_Directions_
What lines in this listing contain the string "crates"? Report each one by copying it.

_Material to process_

____

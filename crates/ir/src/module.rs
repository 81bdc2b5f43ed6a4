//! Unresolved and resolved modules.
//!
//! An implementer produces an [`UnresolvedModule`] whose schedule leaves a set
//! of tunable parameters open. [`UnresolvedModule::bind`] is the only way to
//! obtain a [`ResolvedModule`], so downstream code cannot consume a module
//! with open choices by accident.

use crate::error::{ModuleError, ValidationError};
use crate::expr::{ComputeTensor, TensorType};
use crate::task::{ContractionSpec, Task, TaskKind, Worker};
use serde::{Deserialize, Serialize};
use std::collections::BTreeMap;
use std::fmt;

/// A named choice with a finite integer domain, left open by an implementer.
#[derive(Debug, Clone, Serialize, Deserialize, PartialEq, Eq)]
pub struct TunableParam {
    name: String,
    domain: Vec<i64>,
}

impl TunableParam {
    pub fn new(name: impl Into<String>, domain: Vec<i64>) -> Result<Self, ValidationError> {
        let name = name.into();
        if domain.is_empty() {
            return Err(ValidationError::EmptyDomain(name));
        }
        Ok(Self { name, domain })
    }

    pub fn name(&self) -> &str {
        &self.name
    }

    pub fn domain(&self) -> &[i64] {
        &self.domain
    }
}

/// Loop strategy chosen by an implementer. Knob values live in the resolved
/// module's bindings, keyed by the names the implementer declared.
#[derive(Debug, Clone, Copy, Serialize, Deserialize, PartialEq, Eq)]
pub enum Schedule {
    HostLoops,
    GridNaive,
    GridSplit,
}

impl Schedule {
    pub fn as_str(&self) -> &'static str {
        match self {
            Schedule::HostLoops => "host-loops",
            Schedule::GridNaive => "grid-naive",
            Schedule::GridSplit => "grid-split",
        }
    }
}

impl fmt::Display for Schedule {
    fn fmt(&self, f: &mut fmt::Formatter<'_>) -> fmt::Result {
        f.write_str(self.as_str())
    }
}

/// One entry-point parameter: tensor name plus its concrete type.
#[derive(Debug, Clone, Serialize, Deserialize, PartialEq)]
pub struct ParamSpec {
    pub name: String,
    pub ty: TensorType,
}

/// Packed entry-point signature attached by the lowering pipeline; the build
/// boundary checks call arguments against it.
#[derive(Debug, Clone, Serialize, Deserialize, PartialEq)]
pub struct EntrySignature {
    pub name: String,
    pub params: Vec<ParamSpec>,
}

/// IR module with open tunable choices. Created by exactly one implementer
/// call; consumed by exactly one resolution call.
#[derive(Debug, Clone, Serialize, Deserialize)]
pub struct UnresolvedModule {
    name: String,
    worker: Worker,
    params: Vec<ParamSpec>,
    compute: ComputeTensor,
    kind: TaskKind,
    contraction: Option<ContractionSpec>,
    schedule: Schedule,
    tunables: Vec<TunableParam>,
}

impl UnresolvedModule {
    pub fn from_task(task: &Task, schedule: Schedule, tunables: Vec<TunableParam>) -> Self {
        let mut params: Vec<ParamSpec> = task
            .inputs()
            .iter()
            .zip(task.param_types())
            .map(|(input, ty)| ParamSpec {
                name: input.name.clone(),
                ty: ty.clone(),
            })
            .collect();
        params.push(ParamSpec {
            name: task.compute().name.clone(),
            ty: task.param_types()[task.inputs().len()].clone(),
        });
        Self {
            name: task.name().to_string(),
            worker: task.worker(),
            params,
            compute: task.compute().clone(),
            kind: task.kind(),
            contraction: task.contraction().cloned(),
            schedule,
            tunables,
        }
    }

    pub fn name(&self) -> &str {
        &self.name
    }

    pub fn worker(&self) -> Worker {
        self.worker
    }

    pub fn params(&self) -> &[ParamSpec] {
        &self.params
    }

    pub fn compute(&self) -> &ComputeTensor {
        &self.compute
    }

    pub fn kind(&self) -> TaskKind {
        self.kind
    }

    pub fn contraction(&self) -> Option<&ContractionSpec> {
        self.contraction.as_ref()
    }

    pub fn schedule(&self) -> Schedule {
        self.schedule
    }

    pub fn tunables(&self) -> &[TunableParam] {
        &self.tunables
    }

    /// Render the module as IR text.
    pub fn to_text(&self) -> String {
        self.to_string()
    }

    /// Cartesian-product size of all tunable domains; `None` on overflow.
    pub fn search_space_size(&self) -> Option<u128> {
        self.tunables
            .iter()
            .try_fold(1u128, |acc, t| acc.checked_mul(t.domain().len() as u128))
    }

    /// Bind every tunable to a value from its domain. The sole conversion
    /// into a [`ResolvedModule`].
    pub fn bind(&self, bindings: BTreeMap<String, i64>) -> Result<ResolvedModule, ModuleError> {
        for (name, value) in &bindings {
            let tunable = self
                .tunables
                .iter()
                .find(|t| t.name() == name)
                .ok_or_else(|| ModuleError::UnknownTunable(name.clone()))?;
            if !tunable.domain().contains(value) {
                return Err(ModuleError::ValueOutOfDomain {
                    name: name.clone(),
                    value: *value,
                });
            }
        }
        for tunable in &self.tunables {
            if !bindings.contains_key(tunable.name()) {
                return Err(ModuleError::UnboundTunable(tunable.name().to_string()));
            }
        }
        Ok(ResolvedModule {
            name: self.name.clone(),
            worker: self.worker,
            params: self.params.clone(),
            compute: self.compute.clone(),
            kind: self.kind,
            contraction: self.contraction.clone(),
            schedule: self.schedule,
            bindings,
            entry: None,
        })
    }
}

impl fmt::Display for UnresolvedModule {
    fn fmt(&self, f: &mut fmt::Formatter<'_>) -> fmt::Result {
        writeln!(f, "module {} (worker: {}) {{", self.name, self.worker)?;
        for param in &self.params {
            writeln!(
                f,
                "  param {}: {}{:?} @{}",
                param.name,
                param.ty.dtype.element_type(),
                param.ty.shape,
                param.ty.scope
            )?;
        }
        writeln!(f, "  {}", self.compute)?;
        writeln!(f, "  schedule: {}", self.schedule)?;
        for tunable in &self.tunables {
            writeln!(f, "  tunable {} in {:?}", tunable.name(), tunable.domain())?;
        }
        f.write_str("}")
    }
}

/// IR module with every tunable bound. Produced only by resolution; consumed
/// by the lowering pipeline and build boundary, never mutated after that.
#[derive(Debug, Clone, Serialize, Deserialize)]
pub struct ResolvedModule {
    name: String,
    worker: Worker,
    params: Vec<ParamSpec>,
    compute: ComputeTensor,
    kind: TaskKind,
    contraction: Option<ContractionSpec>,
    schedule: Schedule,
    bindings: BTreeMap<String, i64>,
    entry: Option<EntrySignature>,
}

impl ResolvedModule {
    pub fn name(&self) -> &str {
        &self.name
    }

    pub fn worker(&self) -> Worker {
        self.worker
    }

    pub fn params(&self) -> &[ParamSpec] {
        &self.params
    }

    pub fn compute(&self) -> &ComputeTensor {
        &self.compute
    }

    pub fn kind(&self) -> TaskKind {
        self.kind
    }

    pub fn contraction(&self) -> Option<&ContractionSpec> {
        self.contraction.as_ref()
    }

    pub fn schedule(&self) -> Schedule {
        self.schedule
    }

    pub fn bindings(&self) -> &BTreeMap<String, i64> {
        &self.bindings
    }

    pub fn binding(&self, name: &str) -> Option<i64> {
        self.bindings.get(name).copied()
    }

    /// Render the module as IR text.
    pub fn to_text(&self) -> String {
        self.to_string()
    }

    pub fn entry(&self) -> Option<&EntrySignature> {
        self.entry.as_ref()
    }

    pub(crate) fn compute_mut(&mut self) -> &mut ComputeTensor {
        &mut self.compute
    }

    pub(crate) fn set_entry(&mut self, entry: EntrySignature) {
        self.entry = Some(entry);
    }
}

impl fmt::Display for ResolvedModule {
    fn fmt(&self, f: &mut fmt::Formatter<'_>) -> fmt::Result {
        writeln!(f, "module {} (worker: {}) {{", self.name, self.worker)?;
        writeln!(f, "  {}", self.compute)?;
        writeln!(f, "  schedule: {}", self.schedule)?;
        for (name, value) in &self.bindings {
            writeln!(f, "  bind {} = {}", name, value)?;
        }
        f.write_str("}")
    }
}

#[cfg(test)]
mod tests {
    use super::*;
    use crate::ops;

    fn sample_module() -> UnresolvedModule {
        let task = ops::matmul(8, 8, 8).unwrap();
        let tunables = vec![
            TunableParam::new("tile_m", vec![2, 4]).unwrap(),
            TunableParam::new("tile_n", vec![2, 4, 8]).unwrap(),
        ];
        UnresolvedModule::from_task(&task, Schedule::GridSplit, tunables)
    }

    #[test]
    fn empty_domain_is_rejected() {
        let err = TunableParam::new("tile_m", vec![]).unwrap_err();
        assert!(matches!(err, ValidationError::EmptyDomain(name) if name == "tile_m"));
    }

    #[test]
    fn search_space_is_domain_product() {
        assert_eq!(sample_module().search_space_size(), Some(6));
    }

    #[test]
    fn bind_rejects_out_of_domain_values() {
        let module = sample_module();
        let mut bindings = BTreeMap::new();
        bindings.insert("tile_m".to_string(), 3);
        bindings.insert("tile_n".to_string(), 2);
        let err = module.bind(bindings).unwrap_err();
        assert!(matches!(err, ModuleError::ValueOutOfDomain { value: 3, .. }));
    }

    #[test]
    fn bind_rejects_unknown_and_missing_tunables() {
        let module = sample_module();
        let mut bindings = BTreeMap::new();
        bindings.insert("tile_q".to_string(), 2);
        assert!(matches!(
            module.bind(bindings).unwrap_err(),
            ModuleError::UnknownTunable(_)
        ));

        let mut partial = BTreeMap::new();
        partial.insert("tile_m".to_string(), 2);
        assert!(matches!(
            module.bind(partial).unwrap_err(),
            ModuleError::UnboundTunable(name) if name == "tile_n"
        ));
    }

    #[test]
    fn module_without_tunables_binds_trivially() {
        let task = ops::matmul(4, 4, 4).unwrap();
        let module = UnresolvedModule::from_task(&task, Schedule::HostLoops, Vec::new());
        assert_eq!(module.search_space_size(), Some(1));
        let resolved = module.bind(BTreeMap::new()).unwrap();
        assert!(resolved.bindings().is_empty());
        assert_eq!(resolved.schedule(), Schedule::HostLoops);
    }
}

____

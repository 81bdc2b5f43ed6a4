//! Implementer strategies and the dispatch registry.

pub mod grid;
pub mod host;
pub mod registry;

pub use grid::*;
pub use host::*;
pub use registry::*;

____

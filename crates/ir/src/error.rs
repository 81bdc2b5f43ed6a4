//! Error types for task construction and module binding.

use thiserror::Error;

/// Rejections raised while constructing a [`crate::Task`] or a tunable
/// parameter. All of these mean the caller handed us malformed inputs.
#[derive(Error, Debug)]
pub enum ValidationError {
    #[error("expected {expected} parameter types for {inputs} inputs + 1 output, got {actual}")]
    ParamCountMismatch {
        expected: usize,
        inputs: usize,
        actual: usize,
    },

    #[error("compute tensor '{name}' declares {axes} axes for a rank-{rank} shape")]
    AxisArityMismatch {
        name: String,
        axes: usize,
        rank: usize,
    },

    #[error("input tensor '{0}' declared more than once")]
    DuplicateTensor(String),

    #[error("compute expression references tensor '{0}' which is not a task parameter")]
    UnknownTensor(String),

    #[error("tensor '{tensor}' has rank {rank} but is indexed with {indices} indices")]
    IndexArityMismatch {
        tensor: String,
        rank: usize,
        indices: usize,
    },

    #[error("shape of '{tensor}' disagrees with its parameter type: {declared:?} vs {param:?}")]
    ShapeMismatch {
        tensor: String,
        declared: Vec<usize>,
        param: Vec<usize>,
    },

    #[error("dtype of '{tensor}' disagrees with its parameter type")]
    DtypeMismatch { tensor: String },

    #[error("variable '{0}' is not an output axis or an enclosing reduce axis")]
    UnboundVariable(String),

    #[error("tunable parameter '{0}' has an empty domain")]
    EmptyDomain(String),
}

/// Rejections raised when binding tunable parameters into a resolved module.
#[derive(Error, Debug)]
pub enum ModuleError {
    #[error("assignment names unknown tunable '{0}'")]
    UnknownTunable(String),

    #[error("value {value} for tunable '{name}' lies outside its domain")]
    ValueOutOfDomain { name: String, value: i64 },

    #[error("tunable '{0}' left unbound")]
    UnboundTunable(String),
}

____

_Exercise result_
filename crates/ir/src/module.rs
filename crates/ir/src/error.rs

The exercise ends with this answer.